本発明は、ノズルからインクを吐出して画像を形成する画像形成装置に関する。
印字ヘッドに形成された複数のノズルから記録媒体にインク(インク滴)を吐出して画像を形成するインクジェット方式の画像形成装置(インクジェットプリンタ)が広く使用されている。ノズルからインク滴を吐出させる技術として、ノズル内に配置した(形成された)発熱素子(ヒータ)を所定の駆動パルスで発熱させて、この駆動パルスに応じた熱エネルギーをインクに供給して膜沸騰による気泡を形成させ、この気泡によってノズルからインク滴を吐出させる技術が知られている。形成する画像に応じた多数のインク滴がノズルから記録媒体に吐出されることにより画像が形成される。
上記の技術を採用したインクジェットプリンタのなかには、画像記録速度(画像形成速度)を向上させるために、ノズルの出口(インク吐出口)及びインク流路等からなる複数のノズルを集積したマルチノズルヘッドを記録媒体の搬送方向に直交させて多数配列させたラインヘッドを有し、記録媒体の搬送に合わせて複数のノズルのインク吐出口から同時にインクを吐出させるタイプのもの(ラインプリンタ)がある。
記録媒体に画像を形成する画像形成装置には、一般に、高画像品位で高解像度の画像を高速で形成することが求められており、上記のラインプリンタをはじめとするインクジェットプリンタを使用することによりこれらの要求を満足させることができる。また、インクジェットプリンタは、画像形成時(画像記録時)に印字ヘッド(記録ヘッド)と記録媒体とが非接触であるので、非常に安定した画像記録を行うことができるという利点も有している。
ところで、上記のようなインクジェット方式の画像形成装置には、周知の回復動作の際にノズルから排出したインクを画像記録に再び使用しない(再利用しない)方式のものと、周知の回復動作の際にノズルから排出したインクを画像記録に再び使用する(再利用する)リサイクル方式のものとがある。リサイクル方式の記録装置では、リサイクル中にインクから水分が蒸発してインクの色材濃度が上昇して増粘する(インクの粘度が高くなる)ことがあるため、所望の画質が得られなくなる懸念がある。

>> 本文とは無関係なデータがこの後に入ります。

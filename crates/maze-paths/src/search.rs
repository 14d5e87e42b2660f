//! Minimum-cost path search between two cells.
//!
//! Dijkstra's algorithm specialised to non-negative grid weights, with lazy
//! deletion: improved distances push a fresh frontier entry and superseded
//! entries are skipped when popped.

use std::collections::BinaryHeap;

use log::{debug, trace};
use maze_core::{Coord, CostGrid};

use crate::graph::GridGraph;
use crate::path::Path;
use crate::pathrange::{NO_PARENT, NodeRef, PathRange, SearchStats, UNREACHABLE};
use crate::traits::WeightedPather;

/// Find the cheapest 4-directional path from `start` to `finish`.
///
/// The cost of a path is the sum of the costs of every cell on it, the start
/// cell included. Returns `None` when no path exists: either endpoint is a
/// wall or out of bounds, the grid is empty, or the two cells lie in
/// disconnected regions.
pub fn find_path(grid: &CostGrid, start: Coord, finish: Coord) -> Option<Path> {
    let mut pr = PathRange::new(grid.bounds());
    pr.find_path(&GridGraph::new(grid), start, finish)
}

impl PathRange {
    /// Find the cheapest path from `start` to `finish` using `pather`.
    ///
    /// Returns the full path (including both endpoints) and its cost, or
    /// `None` if `finish` cannot be reached.
    pub fn find_path<P: WeightedPather>(
        &mut self,
        pather: &P,
        start: Coord,
        finish: Coord,
    ) -> Option<Path> {
        self.stats = SearchStats::default();
        let (Some(start_idx), Some(goal_idx)) = (self.idx(start), self.idx(finish)) else {
            debug!("find_path {start} -> {finish}: endpoint outside {}", self.rng);
            return None;
        };
        if !pather.passable(start) || !pather.passable(finish) {
            debug!("find_path {start} -> {finish}: endpoint is a wall");
            return None;
        }

        self.run(pather, start_idx, Some(goal_idx));

        let cost = self.dist(goal_idx);
        let stats = self.stats;
        if cost == UNREACHABLE {
            debug!(
                "find_path {start} -> {finish}: unreachable after {} pops",
                stats.popped
            );
            return None;
        }

        let mut steps = Vec::new();
        let mut ci = goal_idx;
        while ci != NO_PARENT {
            steps.push(self.coord(ci));
            ci = self.nodes[ci].parent;
        }
        steps.reverse();

        debug!(
            "find_path {start} -> {finish}: cost {cost}, {} steps, {} pops ({} stale), {} pushes",
            steps.len(),
            stats.popped,
            stats.stale,
            stats.pushed
        );
        Some(Path::new(steps, cost))
    }

    /// Run the label-correcting loop from `start_idx`.
    ///
    /// Stops as soon as `goal` is popped with a current label, or when the
    /// frontier is exhausted. Every index popped with a current label is
    /// appended to `self.settled` in pop order.
    pub(crate) fn run<P: WeightedPather>(
        &mut self,
        pather: &P,
        start_idx: usize,
        goal: Option<usize>,
    ) {
        self.next_generation();
        self.stats = SearchStats::default();
        self.settled.clear();

        let start = self.coord(start_idx);
        self.label(start_idx, pather.start_cost(start), NO_PARENT);

        let mut seq = 0u64;
        let mut open: BinaryHeap<NodeRef> = BinaryHeap::new();
        open.push(NodeRef {
            idx: start_idx,
            priority: self.dist(start_idx),
            seq,
        });
        self.stats.pushed += 1;

        let mut nbuf = std::mem::take(&mut self.nbuf);

        while let Some(current) = open.pop() {
            self.stats.popped += 1;
            let ci = current.idx;
            let current_dist = self.dist(ci);

            // Skip stale entries.
            if current.priority > current_dist {
                self.stats.stale += 1;
                trace!("stale entry for {} ({} > {})", self.coord(ci), current.priority, current_dist);
                continue;
            }
            self.settled.push(ci);

            if Some(ci) == goal {
                break;
            }

            let cp = self.coord(ci);
            nbuf.clear();
            pather.neighbors(cp, &mut nbuf);

            for &np in nbuf.iter() {
                let Some(ni) = self.idx(np) else {
                    continue;
                };
                let candidate = current_dist.saturating_add(pather.cost(cp, np));
                if candidate >= self.dist(ni) {
                    continue;
                }
                self.label(ni, candidate, ci);
                self.stats.relaxed += 1;
                seq += 1;
                open.push(NodeRef {
                    idx: ni,
                    priority: candidate,
                    seq,
                });
                self.stats.pushed += 1;
            }
        }

        self.nbuf = nbuf;
    }
}

#[cfg(test)]
mod tests {
    use super::*;
    use rand::rngs::StdRng;
    use rand::{Rng, SeedableRng};

    fn grid(rows: &[&[u32]]) -> CostGrid {
        CostGrid::from_rows(rows).unwrap()
    }

    fn c(row: i32, col: i32) -> Coord {
        Coord::new(row, col)
    }

    /// Exhaustive oracle: cheapest simple path by depth-first enumeration.
    fn brute_force_cost(g: &CostGrid, start: Coord, finish: Coord) -> Option<u64> {
        fn dfs(
            g: &CostGrid,
            at: Coord,
            finish: Coord,
            acc: u64,
            seen: &mut Vec<bool>,
            best: &mut Option<u64>,
        ) {
            if best.is_some_and(|b| acc >= b) && at != finish {
                return;
            }
            if at == finish {
                *best = Some(best.map_or(acc, |b| b.min(acc)));
                return;
            }
            for n in at.neighbors_4() {
                let Some(i) = g.index(n) else { continue };
                if seen[i] || !g.is_passable(n) {
                    continue;
                }
                seen[i] = true;
                let cost = u64::from(g.at(n).unwrap().cost());
                dfs(g, n, finish, acc + cost, seen, best);
                seen[i] = false;
            }
        }

        if !g.is_passable(start) || !g.is_passable(finish) {
            return None;
        }
        let mut seen = vec![false; g.rows() * g.cols()];
        seen[g.index(start).unwrap()] = true;
        let mut best = None;
        dfs(g, start, finish, u64::from(g.at(start).unwrap().cost()), &mut seen, &mut best);
        best
    }

    fn assert_valid(g: &CostGrid, path: &Path, start: Coord, finish: Coord) {
        assert_eq!(path.start(), start);
        assert_eq!(path.finish(), finish);
        assert!(path.is_connected(), "not adjacency-connected: {:?}", path.steps());
        assert!(path.steps().iter().all(|&p| g.is_passable(p)), "path enters a wall");
        assert_eq!(path.total_cost(g), Some(path.cost()));
    }

    #[test]
    fn scenario_unique_optimum() {
        let g = grid(&[&[1, 2, 0], &[2, 0, 1], &[9, 1, 0]]);
        let path = find_path(&g, c(0, 0), c(2, 1)).unwrap();
        assert_eq!(path.steps(), &[c(0, 0), c(1, 0), c(2, 0), c(2, 1)]);
        assert_eq!(path.cost(), 13);
    }

    #[test]
    fn scenario_wall_band_is_unreachable() {
        let g = grid(&[&[1, 0, 1], &[0, 0, 0], &[1, 0, 1]]);
        assert_eq!(find_path(&g, c(0, 0), c(2, 2)), None);
    }

    #[test]
    fn wall_endpoints_are_unreachable() {
        let g = grid(&[&[0, 1], &[1, 1]]);
        assert_eq!(find_path(&g, c(0, 0), c(1, 1)), None);

        let g = grid(&[&[1, 1], &[1, 0]]);
        assert_eq!(find_path(&g, c(0, 0), c(1, 1)), None);
    }

    #[test]
    fn wall_endpoint_checked_before_search() {
        let g = grid(&[&[1, 1], &[1, 0]]);
        let mut pr = PathRange::new(g.bounds());
        assert_eq!(pr.find_path(&GridGraph::new(&g), c(0, 0), c(1, 1)), None);
        assert_eq!(pr.last_stats(), SearchStats::default());
    }

    #[test]
    fn out_of_bounds_endpoint_is_unreachable() {
        let g = grid(&[&[1, 1], &[1, 1]]);
        assert_eq!(find_path(&g, c(0, 0), c(2, 0)), None);
        assert_eq!(find_path(&g, c(-1, 0), c(1, 1)), None);
    }

    #[test]
    fn start_equals_finish() {
        let g = grid(&[&[4, 1], &[1, 1]]);
        let path = find_path(&g, c(0, 0), c(0, 0)).unwrap();
        assert_eq!(path.steps(), &[c(0, 0)]);
        assert_eq!(path.cost(), 4);

        let g = grid(&[&[7]]);
        let path = find_path(&g, c(0, 0), c(0, 0)).unwrap();
        assert_eq!(path.steps(), &[c(0, 0)]);
        assert_eq!(path.cost(), 7);
    }

    #[test]
    fn start_equals_finish_on_wall() {
        let g = grid(&[&[0]]);
        assert_eq!(find_path(&g, c(0, 0), c(0, 0)), None);
    }

    #[test]
    fn empty_grid_is_unreachable() {
        let g = CostGrid::new(0, 0);
        assert_eq!(find_path(&g, c(0, 0), c(0, 0)), None);
        let g = CostGrid::new(3, 0);
        assert_eq!(find_path(&g, c(0, 0), c(0, 0)), None);
    }

    #[test]
    fn detour_beats_expensive_shortcut() {
        let g = grid(&[&[1, 9, 1], &[1, 1, 1]]);
        let path = find_path(&g, c(0, 0), c(0, 2)).unwrap();
        assert_eq!(path.steps(), &[c(0, 0), c(1, 0), c(1, 1), c(1, 2), c(0, 2)]);
        assert_eq!(path.cost(), 5);
    }

    #[test]
    fn equal_cost_paths_are_valid_and_minimal() {
        let g = grid(&[&[1, 1, 1], &[1, 1, 1], &[1, 1, 1]]);
        let path = find_path(&g, c(0, 0), c(2, 2)).unwrap();
        assert_eq!(path.cost(), 5);
        assert_eq!(path.len(), 5);
        assert_valid(&g, &path, c(0, 0), c(2, 2));
    }

    #[test]
    fn ties_resolve_deterministically() {
        let g = grid(&[&[1, 1, 1], &[1, 1, 1], &[1, 1, 1]]);
        let first = find_path(&g, c(0, 0), c(2, 2)).unwrap();
        for _ in 0..5 {
            assert_eq!(find_path(&g, c(0, 0), c(2, 2)).unwrap(), first);
        }
    }

    /// Directed graph with per-edge costs laid out on a small grid.
    struct EdgeList(Vec<(Coord, Coord, u64)>);

    impl crate::traits::Pather for EdgeList {
        fn passable(&self, _p: Coord) -> bool {
            true
        }

        fn neighbors(&self, p: Coord, buf: &mut Vec<Coord>) {
            buf.extend(self.0.iter().filter(|e| e.0 == p).map(|e| e.1));
        }
    }

    impl WeightedPather for EdgeList {
        fn cost(&self, from: Coord, to: Coord) -> u64 {
            self.0
                .iter()
                .find(|e| e.0 == from && e.1 == to)
                .map_or(UNREACHABLE, |e| e.2)
        }

        fn start_cost(&self, _start: Coord) -> u64 {
            0
        }
    }

    #[test]
    fn stale_entries_are_discarded() {
        // a b e
        // c d f
        // b is pushed at 10 from a, then improved to 3 via c, d.
        let (a, b, e) = (c(0, 0), c(0, 1), c(0, 2));
        let (cc, d, f) = (c(1, 0), c(1, 1), c(1, 2));
        let graph = EdgeList(vec![
            (a, b, 10),
            (a, cc, 1),
            (cc, d, 1),
            (d, b, 1),
            (d, f, 1),
            (b, e, 20),
        ]);
        let mut pr = PathRange::new(maze_core::Range::with_size(2, 3));
        let path = pr.find_path(&graph, a, e).unwrap();
        assert_eq!(path.steps(), &[a, cc, d, b, e]);
        assert_eq!(path.cost(), 23);

        let stats = pr.last_stats();
        assert_eq!(stats.stale, 1, "{stats:?}");
        assert_eq!(stats.pushed, stats.relaxed + 1);
        assert_eq!(stats.popped, 7);
    }

    #[test]
    fn entering_costs_never_produce_stale_entries() {
        let g = grid(&[&[1, 9, 1], &[1, 1, 1], &[1, 1, 1]]);
        let mut pr = PathRange::new(g.bounds());
        let path = pr.find_path(&GridGraph::new(&g), c(0, 0), c(0, 2)).unwrap();
        assert_eq!(path.cost(), 5);
        assert_eq!(pr.last_stats().stale, 0);
    }

    #[test]
    fn early_exit_leaves_far_cells_unsettled() {
        let g = CostGrid::from_rows(&vec![vec![1u32; 50]; 50]).unwrap();
        let mut pr = PathRange::new(g.bounds());
        let path = pr.find_path(&GridGraph::new(&g), c(0, 0), c(0, 1)).unwrap();
        assert_eq!(path.cost(), 2);
        assert!(pr.settled.len() < 10, "settled {} cells", pr.settled.len());
    }

    #[test]
    fn reused_range_does_not_leak_state() {
        let open = grid(&[&[1, 1, 1], &[1, 1, 1]]);
        let walled = grid(&[&[1, 0, 1], &[1, 0, 1]]);
        let mut pr = PathRange::new(open.bounds());
        assert!(pr.find_path(&GridGraph::new(&open), c(0, 0), c(0, 2)).is_some());
        assert_eq!(pr.find_path(&GridGraph::new(&walled), c(0, 0), c(0, 2)), None);
        assert!(pr.find_path(&GridGraph::new(&open), c(1, 2), c(0, 0)).is_some());
    }

    #[test]
    fn concurrent_searches_share_one_grid() {
        let g = grid(&[&[1, 2, 0], &[2, 0, 1], &[9, 1, 0]]);
        std::thread::scope(|s| {
            let handles: Vec<_> = (0..4)
                .map(|_| s.spawn(|| find_path(&g, c(0, 0), c(2, 1)).map(|p| p.cost())))
                .collect();
            for h in handles {
                assert_eq!(h.join().unwrap(), Some(13));
            }
        });
    }

    #[test]
    fn matches_exhaustive_oracle_on_random_grids() {
        let mut rng = StdRng::seed_from_u64(0x5eed);
        for _ in 0..300 {
            let rows = rng.random_range(1..=4usize);
            let cols = rng.random_range(1..=4usize);
            let cells: Vec<Vec<u32>> = (0..rows)
                .map(|_| {
                    (0..cols)
                        .map(|_| if rng.random_bool(0.25) { 0 } else { rng.random_range(1..=9) })
                        .collect()
                })
                .collect();
            let g = CostGrid::from_rows(&cells).unwrap();
            let start = c(rng.random_range(0..rows as i32), rng.random_range(0..cols as i32));
            let finish = c(rng.random_range(0..rows as i32), rng.random_range(0..cols as i32));

            let expected = brute_force_cost(&g, start, finish);
            let found = find_path(&g, start, finish);
            assert_eq!(
                found.as_ref().map(Path::cost),
                expected,
                "grid {cells:?} {start} -> {finish}"
            );
            if let Some(path) = found {
                assert_valid(&g, &path, start, finish);
            }
        }
    }
}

そこで、インクが使用限界を超えたことを検出する構成にし、使用限界を超えるまではインクを再利用し、使用限界を超えたときは廃インクにする技術が知られている(例えば、特許文献1参照。)。
特開2002−086763号公報
周知のように回復動作には、フェイス面(複数のインク吐出口が形成された面)をゴム製のキャップで塞いでおき、このキャップにインクを吐出したり排出したりする方法がある。また、回復動作には、印字中に記録媒体(被印字媒体)上の目立たない部分に目視では認識しにくいようにインクを吐出して、印字中に吐出頻度の低いノズルを回復させる方法もある。前者の方法では、キャップに収容されたインクは回収されて再利用されたり廃棄されたりする。キャップに収容されたインクからは、印字待機中や長時間の電源オフ時に水分が蒸発するのでインクの粘度が上昇する。インクの粘度が急激に上昇したインク(増粘インク)では、ノズルからのインク吐出の特性が急変し、通常の駆動条件では、吐出不可能になり、記録ヘッドのヒータ部の断線や焦げの要因となる。
上記した使用限界に基づいてインクの再利用と廃棄を決める技術では、インク粘度の急激な上昇には対応できないおそれがある。特に、インクとして顔料インクを使用して再利用する場合、インク回収経路で凝集し易い顔料がインク流路を塞いだり記録ヘッドのノズルを詰まらせたりして、回復できない印字不良を引き起こす要因となる。また、上記の技術では、装置が複雑となって高コストになる。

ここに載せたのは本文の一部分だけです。